(Source information)
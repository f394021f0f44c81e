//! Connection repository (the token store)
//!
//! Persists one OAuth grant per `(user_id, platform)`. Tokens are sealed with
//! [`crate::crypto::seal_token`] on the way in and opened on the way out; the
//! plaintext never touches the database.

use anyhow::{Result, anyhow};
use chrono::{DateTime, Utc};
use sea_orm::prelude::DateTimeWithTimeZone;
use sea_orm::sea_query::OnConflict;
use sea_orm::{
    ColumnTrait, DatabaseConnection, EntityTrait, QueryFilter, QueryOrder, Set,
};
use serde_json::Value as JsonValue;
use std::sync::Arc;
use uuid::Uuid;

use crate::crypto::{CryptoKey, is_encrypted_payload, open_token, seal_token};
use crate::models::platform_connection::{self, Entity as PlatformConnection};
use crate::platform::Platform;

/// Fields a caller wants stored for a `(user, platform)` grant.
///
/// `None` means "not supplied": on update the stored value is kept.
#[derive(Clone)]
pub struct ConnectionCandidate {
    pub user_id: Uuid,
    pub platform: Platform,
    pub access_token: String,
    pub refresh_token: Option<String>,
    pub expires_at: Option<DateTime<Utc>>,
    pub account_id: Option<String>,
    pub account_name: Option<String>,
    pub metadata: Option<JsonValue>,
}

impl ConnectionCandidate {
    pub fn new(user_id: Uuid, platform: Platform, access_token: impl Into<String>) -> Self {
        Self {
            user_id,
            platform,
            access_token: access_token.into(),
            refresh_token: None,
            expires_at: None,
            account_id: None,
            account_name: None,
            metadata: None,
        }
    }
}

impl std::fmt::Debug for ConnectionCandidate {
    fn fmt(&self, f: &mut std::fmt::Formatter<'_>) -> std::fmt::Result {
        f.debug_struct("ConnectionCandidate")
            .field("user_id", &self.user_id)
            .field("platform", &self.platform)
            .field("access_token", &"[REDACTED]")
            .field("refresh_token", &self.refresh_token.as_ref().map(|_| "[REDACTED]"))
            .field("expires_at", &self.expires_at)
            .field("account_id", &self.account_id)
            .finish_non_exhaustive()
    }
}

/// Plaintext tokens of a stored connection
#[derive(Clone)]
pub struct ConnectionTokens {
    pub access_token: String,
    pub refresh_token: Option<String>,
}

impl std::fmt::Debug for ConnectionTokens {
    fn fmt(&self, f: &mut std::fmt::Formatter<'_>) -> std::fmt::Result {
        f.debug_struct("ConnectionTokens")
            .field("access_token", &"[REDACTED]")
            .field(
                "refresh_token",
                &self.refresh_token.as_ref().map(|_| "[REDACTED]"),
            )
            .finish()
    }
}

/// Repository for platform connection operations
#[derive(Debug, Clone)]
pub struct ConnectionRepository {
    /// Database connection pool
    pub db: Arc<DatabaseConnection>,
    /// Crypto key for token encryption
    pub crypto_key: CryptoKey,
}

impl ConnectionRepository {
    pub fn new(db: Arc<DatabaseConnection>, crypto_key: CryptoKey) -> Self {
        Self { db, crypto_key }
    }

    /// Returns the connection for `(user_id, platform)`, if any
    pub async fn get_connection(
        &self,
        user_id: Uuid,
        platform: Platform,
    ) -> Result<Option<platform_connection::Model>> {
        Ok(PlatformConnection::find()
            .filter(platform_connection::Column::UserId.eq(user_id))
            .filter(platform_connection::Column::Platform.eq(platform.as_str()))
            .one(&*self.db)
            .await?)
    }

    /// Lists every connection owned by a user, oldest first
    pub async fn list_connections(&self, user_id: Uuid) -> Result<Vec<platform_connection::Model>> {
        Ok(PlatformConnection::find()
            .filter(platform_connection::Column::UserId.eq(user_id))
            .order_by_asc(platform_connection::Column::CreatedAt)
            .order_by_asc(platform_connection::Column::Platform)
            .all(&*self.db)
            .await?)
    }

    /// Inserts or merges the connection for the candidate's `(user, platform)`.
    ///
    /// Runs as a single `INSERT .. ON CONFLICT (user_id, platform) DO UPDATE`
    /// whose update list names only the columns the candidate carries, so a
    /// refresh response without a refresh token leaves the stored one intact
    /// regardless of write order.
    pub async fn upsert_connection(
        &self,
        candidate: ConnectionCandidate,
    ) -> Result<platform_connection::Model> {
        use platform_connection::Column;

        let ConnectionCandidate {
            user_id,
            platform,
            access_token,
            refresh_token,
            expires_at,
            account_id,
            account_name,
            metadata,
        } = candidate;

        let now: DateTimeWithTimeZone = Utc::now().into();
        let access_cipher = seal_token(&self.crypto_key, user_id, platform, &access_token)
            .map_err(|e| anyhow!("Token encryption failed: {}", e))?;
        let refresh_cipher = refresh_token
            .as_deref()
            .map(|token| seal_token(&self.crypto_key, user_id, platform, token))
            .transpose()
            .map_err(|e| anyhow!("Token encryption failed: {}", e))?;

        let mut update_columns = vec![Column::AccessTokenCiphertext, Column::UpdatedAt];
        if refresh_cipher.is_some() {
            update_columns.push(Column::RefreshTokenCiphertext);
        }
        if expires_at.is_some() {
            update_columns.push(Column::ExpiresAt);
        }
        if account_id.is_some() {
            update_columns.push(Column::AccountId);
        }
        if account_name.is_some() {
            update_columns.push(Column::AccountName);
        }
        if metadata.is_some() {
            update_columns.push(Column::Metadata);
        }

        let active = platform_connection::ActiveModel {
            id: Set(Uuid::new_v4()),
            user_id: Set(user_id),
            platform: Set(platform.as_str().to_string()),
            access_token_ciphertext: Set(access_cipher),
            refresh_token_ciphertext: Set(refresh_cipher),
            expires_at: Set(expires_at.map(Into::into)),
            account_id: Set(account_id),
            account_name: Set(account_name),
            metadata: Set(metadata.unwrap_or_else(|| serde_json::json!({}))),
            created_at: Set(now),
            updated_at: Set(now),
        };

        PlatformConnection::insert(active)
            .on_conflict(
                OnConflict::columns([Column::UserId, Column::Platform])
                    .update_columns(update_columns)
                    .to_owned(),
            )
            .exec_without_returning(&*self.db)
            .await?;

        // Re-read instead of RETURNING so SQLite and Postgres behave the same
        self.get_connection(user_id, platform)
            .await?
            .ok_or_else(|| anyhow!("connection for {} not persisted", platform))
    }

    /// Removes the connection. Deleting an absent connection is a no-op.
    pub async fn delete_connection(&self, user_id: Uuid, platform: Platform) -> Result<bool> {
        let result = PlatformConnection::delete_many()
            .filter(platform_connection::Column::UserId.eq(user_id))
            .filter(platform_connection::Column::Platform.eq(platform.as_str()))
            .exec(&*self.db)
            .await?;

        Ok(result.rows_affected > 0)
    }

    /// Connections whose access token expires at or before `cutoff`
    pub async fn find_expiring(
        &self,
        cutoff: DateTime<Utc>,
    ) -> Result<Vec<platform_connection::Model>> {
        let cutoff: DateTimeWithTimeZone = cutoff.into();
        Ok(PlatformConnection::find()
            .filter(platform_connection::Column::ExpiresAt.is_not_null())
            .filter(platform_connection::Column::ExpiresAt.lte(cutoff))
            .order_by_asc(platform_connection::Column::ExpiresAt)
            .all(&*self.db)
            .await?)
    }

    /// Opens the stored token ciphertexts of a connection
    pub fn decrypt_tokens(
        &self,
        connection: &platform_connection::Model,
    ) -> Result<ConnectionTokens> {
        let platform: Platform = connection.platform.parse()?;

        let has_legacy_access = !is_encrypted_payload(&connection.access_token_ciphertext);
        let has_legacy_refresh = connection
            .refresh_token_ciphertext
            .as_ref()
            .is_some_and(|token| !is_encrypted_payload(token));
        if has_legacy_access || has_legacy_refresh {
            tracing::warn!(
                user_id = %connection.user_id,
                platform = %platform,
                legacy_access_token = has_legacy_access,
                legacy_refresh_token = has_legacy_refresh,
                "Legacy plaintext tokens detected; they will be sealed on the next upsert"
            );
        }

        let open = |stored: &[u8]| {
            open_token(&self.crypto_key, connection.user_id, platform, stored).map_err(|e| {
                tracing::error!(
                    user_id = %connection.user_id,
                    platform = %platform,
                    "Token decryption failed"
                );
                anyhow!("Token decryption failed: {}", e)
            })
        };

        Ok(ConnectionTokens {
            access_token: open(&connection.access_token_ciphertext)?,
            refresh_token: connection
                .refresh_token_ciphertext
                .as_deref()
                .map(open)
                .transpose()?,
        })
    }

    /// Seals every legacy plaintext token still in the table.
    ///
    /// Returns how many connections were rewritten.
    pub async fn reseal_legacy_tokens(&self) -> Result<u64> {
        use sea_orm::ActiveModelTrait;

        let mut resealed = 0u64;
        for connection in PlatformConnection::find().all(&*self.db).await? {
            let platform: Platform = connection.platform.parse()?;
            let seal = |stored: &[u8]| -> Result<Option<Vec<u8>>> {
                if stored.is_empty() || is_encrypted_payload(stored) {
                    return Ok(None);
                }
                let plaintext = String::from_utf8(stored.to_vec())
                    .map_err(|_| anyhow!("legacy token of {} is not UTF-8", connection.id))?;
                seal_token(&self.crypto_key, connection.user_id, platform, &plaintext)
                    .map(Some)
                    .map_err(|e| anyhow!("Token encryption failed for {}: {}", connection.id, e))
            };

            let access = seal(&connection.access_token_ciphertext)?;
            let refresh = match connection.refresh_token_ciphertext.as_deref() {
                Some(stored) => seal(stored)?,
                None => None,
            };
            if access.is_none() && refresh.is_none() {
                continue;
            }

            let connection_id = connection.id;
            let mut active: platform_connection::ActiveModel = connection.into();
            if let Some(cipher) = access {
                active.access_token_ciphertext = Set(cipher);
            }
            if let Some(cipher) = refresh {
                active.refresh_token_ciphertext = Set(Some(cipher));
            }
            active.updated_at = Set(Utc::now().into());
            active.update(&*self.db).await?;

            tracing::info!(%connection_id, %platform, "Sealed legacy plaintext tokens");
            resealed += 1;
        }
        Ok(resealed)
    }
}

(What the task requires) Using the data above, repeat exactly the lines that begin at the line with "pub struct ConnectionRepository" and end at the line with "stored one intact", both ends included.

(Result for this task)
pub struct ConnectionRepository {
    /// Database connection pool
    pub db: Arc<DatabaseConnection>,
    /// Crypto key for token encryption
    pub crypto_key: CryptoKey,
}

impl ConnectionRepository {
    pub fn new(db: Arc<DatabaseConnection>, crypto_key: CryptoKey) -> Self {
        Self { db, crypto_key }
    }

    /// Returns the connection for `(user_id, platform)`, if any
    pub async fn get_connection(
        &self,
        user_id: Uuid,
        platform: Platform,
    ) -> Result<Option<platform_connection::Model>> {
        Ok(PlatformConnection::find()
            .filter(platform_connection::Column::UserId.eq(user_id))
            .filter(platform_connection::Column::Platform.eq(platform.as_str()))
            .one(&*self.db)
            .await?)
    }

    /// Lists every connection owned by a user, oldest first
    pub async fn list_connections(&self, user_id: Uuid) -> Result<Vec<platform_connection::Model>> {
        Ok(PlatformConnection::find()
            .filter(platform_connection::Column::UserId.eq(user_id))
            .order_by_asc(platform_connection::Column::CreatedAt)
            .order_by_asc(platform_connection::Column::Platform)
            .all(&*self.db)
            .await?)
    }

    /// Inserts or merges the connection for the candidate's `(user, platform)`.
    ///
    /// Runs as a single `INSERT .. ON CONFLICT (user_id, platform) DO UPDATE`
    /// whose update list names only the columns the candidate carries, so a
    /// refresh response without a refresh token leaves the stored one intact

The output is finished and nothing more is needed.